2009 Indianapolis 500 - Race

Race

The green flag was waved off on the first attempt after Hélio Castroneves hit the accelerator in the middle of turn four and the field did not maintain its traditional three-row lineup. The second attempt, although similar in formation, was given the green flag.

During the first lap entering the first short chute, Mario Moraes squeezed Marco Andretti into the wall, crashing both drivers out. Both drivers were out, but Andretti returned briefly later in the race. Moraes held the view that Andretti ran into him, and both drivers expressed their frustration to the TV crews. Andretti said that Moraes is "clueless," while Moraes believed that Andretti checked down on him.

Ryan Hunter-Reay also had a crash on lap 20 which saw his car slide into the pit lane. This capped a brutal month of May for the Vision Racing driver, in which his car never seemed to get up to speed, and he barely even made the 500 field.

Graham Rahal and Davey Hamilton had similar crashes on laps 56 and 83 respectively. Both slowed their cars between turns 3 and 4, drifted up the track, and hit the wall on the front straightaway. Rahal had a similar crash in the 2008 race.
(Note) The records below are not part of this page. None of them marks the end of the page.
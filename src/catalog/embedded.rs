//! Built-in destination catalog

use super::{CatalogError, CatalogSource};
use crate::domain::Destination;

/// Catalog data compiled into the binary
const DESTINATIONS_JSON: &str = include_str!("../../data/destinations.json");

/// The built-in catalog
#[derive(Debug, Clone, Copy, Default)]
pub struct EmbeddedCatalog;

impl CatalogSource for EmbeddedCatalog {
    fn describe(&self) -> String {
        "embedded".to_string()
    }

    fn try_load(&self) -> Result<Vec<Destination>, CatalogError> {
        Ok(serde_json::from_str(DESTINATIONS_JSON)?)
    }
}

#[cfg(test)]
mod tests {
    use super::*;

    #[test]
    fn test_embedded_catalog_parses() {
        let destinations = EmbeddedCatalog.try_load().unwrap();
        assert!(!destinations.is_empty());
        assert!(destinations.iter().all(|d| !d.name.is_empty()));
    }

    #[test]
    fn test_embedded_catalog_has_european_low_budget_beach() {
        let destinations = EmbeddedCatalog.try_load().unwrap();
        let found = destinations.iter().any(|d| {
            d.region.as_deref().is_some_and(|r| r.contains("Europe"))
                && d.budget.as_deref() == Some("low")
                && d.tags.iter().any(|t| t == "beach")
        });
        assert!(found);
    }
}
On lap 98, while running third Tony Kanaan suffered a driveshaft failure while at speed in the back stretch, pitching his car into the wall. Kanaan's steering was largely incapacitated and the Brazilian bounced off the backstretch wall and then hit the turn 3 wall. In television interviews, Kanaan appeared visibly shaken. The next day, Tony stated the hit was recorded at 175 G's.
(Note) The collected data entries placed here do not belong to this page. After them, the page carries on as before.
//! Travel Agent
//!
//! CLI entry point for planning trips, browsing the catalog and estimating costs.

use std::fs;

use chrono::NaiveDate;
use clap::{CommandFactory, Parser};
use colored::Colorize;
use eyre::{Context, Result};
use tracing::info;

use travelagent::catalog;
use travelagent::cli::{Cli, Command, OutputFormat, get_log_dir, get_log_path};
use travelagent::config::Config;
use travelagent::cost::{BudgetLevel, Currency, PartyType, estimate_trip_cost};
use travelagent::domain::{ConversationState, PreferenceKey, Preferences};
use travelagent::llm;
use travelagent::pipeline::{Pipeline, filter_destinations};
use travelagent::prompts::PromptLoader;

fn setup_logging(verbose: bool) -> Result<()> {
    // Create log directory
    let log_dir = get_log_dir();
    fs::create_dir_all(&log_dir).context("Failed to create log directory")?;

    // Setup tracing subscriber - write to log file, not stdout/stderr
    let level = if verbose { tracing::Level::DEBUG } else { tracing::Level::INFO };
    let log_file = fs::File::create(get_log_path()).context("Failed to create log file")?;

    tracing_subscriber::fmt()
        .with_writer(log_file)
        .with_ansi(false)
        .with_env_filter(tracing_subscriber::EnvFilter::from_default_env().add_directive(level.into()))
        .init();

    info!("Logging initialized (verbose: {})", verbose);
    Ok(())
}

#[tokio::main]
async fn main() -> Result<()> {
    let cli = Cli::parse();

    // `logs` reads the file that setup_logging would truncate
    if let Some(Command::Logs { lines }) = cli.command {
        return cmd_logs(lines);
    }

    setup_logging(cli.verbose).context("Failed to setup logging")?;

    let config = Config::load(cli.config.as_ref()).context("Failed to load configuration")?;
    info!(
        "Travel agent loaded config: provider={}, model={}",
        config.llm.provider, config.llm.model
    );

    match cli.command {
        Some(Command::Plan {
            message,
            prior,
            start,
            end,
            prefs,
            format,
        }) => cmd_plan(&config, message, prior, start, end, prefs, format).await,
        Some(Command::Destinations {
            region,
            style,
            budget,
            travel_type,
            format,
        }) => cmd_destinations(&config, region, style, budget, travel_type, format),
        Some(Command::Estimate {
            destinations,
            days,
            budget,
            travel_type,
            travelers,
            currency,
            format,
        }) => cmd_estimate(&destinations, days, budget, travel_type, travelers, currency, format),
        Some(Command::Logs { .. }) => Ok(()),
        None => {
            Cli::command().print_help()?;
            println!();
            Ok(())
        }
    }
}

/// Run the pipeline over the conversation and print the response
async fn cmd_plan(
    config: &Config,
    message: String,
    prior: Vec<String>,
    start: Option<NaiveDate>,
    end: Option<NaiveDate>,
    prefs: Vec<(String, String)>,
    format: OutputFormat,
) -> Result<()> {
    let catalog = catalog::load(catalog::source_from_config(&config.catalog).as_ref());
    let generator = llm::create_generator_or_offline(&config.llm, config.planner.max_tokens);
    let prompt_root = match &config.planner.prompts_dir {
        Some(dir) => dir.clone(),
        None => std::env::current_dir().context("Failed to get current directory")?,
    };
    let pipeline = Pipeline::standard(
        catalog,
        generator,
        PromptLoader::new(prompt_root),
        config.planner.generation_timeout(),
    );

    // Earlier turns only shape preferences and suggestions
    let mut state = ConversationState::default();
    for earlier in prior {
        state = pipeline.respond(state, earlier).await;
    }
    state.preferences.start_date = start;
    state.preferences.end_date = end;
    for (key, value) in prefs {
        state.preferences.set_raw(&key, value);
    }
    let state = pipeline.respond(state, message).await;

    let response = state.final_response.clone().unwrap_or_default();
    match format {
        OutputFormat::Json => {
            let output = serde_json::json!({
                "result": response,
                "preferences": state.preferences,
                "destinations": state.suggested_destinations,
                "itinerary": state.itinerary,
                "is_followup": state.is_followup,
            });
            println!("{}", serde_json::to_string_pretty(&output)?);
        }
        OutputFormat::Text => {
            println!("{}", response);
        }
    }

    Ok(())
}

/// List catalog entries matching the given filters
fn cmd_destinations(
    config: &Config,
    region: Option<String>,
    style: Option<String>,
    budget: Option<String>,
    travel_type: Option<String>,
    format: OutputFormat,
) -> Result<()> {
    let catalog = catalog::load(catalog::source_from_config(&config.catalog).as_ref());

    let mut prefs = Preferences::default();
    for (key, value) in [
        (PreferenceKey::Region, region),
        (PreferenceKey::TravelStyle, style),
        (PreferenceKey::Budget, budget),
        (PreferenceKey::TravelType, travel_type),
    ] {
        if let Some(value) = value {
            prefs.set(key, value);
        }
    }
    let matches = filter_destinations(&prefs, &catalog);

    match format {
        OutputFormat::Json => {
            println!("{}", serde_json::to_string_pretty(&matches)?);
        }
        OutputFormat::Text => {
            println!("{}", format!("{} of {} destinations", matches.len(), catalog.len()).bright_cyan().bold());
            for dest in &matches {
                let details = [dest.budget.as_deref(), dest.travel_type.as_deref()]
                    .into_iter()
                    .flatten()
                    .chain(dest.tags.iter().map(String::as_str))
                    .collect::<Vec<_>>()
                    .join(", ");
                println!("  {} {}", dest.label().yellow(), format!("[{}]", details).dimmed());
            }
        }
    }

    Ok(())
}

/// Print a trip cost estimate
fn cmd_estimate(
    destinations: &[String],
    days: u32,
    budget: BudgetLevel,
    party: PartyType,
    travelers: u32,
    currency: Currency,
    format: OutputFormat,
) -> Result<()> {
    let estimate = estimate_trip_cost(days, destinations, budget, party, travelers, currency);

    match format {
        OutputFormat::Json => {
            println!("{}", serde_json::to_string_pretty(&estimate)?);
        }
        OutputFormat::Text => {
            println!("{}", "Trip Cost Estimate".bright_cyan().bold());
            println!("-------------------");
            println!("Destinations: {}", destinations.join(", "));
            println!("Duration:     {} days, {} traveler(s)", days, travelers);
            println!("Budget:       {} ({})", budget, party);
            println!("Multiplier:   x{:.1}", estimate.multiplier);
            println!("Total:        {}", estimate.formatted_total().green().bold());
            if currency != Currency::Usd {
                println!("              (${:.2} USD at {} {}/USD)", estimate.total_usd, estimate.exchange_rate, currency);
            }
        }
    }

    Ok(())
}

/// Print the last `lines` lines of the log file
fn cmd_logs(lines: usize) -> Result<()> {
    let log_path = get_log_path();
    if !log_path.exists() {
        println!("No log file at {}", log_path.display());
        return Ok(());
    }

    let content = fs::read_to_string(&log_path).context("Failed to read log file")?;
    let all: Vec<&str> = content.lines().collect();
    for line in &all[all.len().saturating_sub(lines)..] {
        println!("{}", line);
    }
    Ok(())
}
During the first half of the 200-lap event, Scott Dixon, Castroneves and Dario Franchitti swapped the lead with the Dixon–Franchitti Target Chip Ganassi team leading much of the laps. Dixon led laps 91 through 141, with Franchitti close behind to protect him.

Drivers Robert Doornbos, Nelson Philippe, and Justin Wilson, all former Champ Car World Series race winners, had incidents in the middle-to-late stages of the race that ended their respective days. Under the caution for the Philippe incident, Franchitti's fueler got stuck in his car, causing him to lose track position. With nobody to block for him, Dixon was powerless on the restart to stop Castroneves from passing him. The Penske Dallara-Honda cleared Dixon before the cars even entered turn 1. It turned out to be the winning pass.

The scariest incident of the day occurred on lap 173, when Vitor Meira and Raphael Matos collided in turn 1. Both had heavy contact with the wall. Meira was taken to Methodist hospital after the incident. Meira broke two vertebrae in his back and spent the next two days in the hospital being fitted for a back brace. Matos suffered a bruised right knee in the crash. Meira's car also flipped on its side and slid along the wall for hundreds of feet before falling back to all four wheels on the track.

Ryan Briscoe had fallen back to the middle of the pack with a bad set of tires, but short-fueled in a late round of pit stops to claim second place, behind teammate Castroneves. Eventually Briscoe attempted to take the lead, with the intention of pulling Castroneves along, in order to help the Brazilian save fuel by using the draft. However, he had to pit during the Meira–Matos caution and was never a factor to win.

In the final 15 laps, Castroneves maintained a gap over Dan Wheldon, Danica Patrick and Townsend Bell. Castroneves and Wheldon kept similar lap speeds of 218 mph through the last 15 laps, but with a gap of roughly eight car lengths and Patrick on his tail, Wheldon could not catch the pole-sitter.

Castroneves won the event as his sister, Kati, and mother celebrated. The driver and his crew engaged in his traditional victory celebration, climbing the frontstretch catch fence, to the delight of the crowd. It was his third career Indianapolis 500 victory, with the others coming in 2001 and 2002. He is the sixth driver to win three 500s and the first foreign-born driver to do so.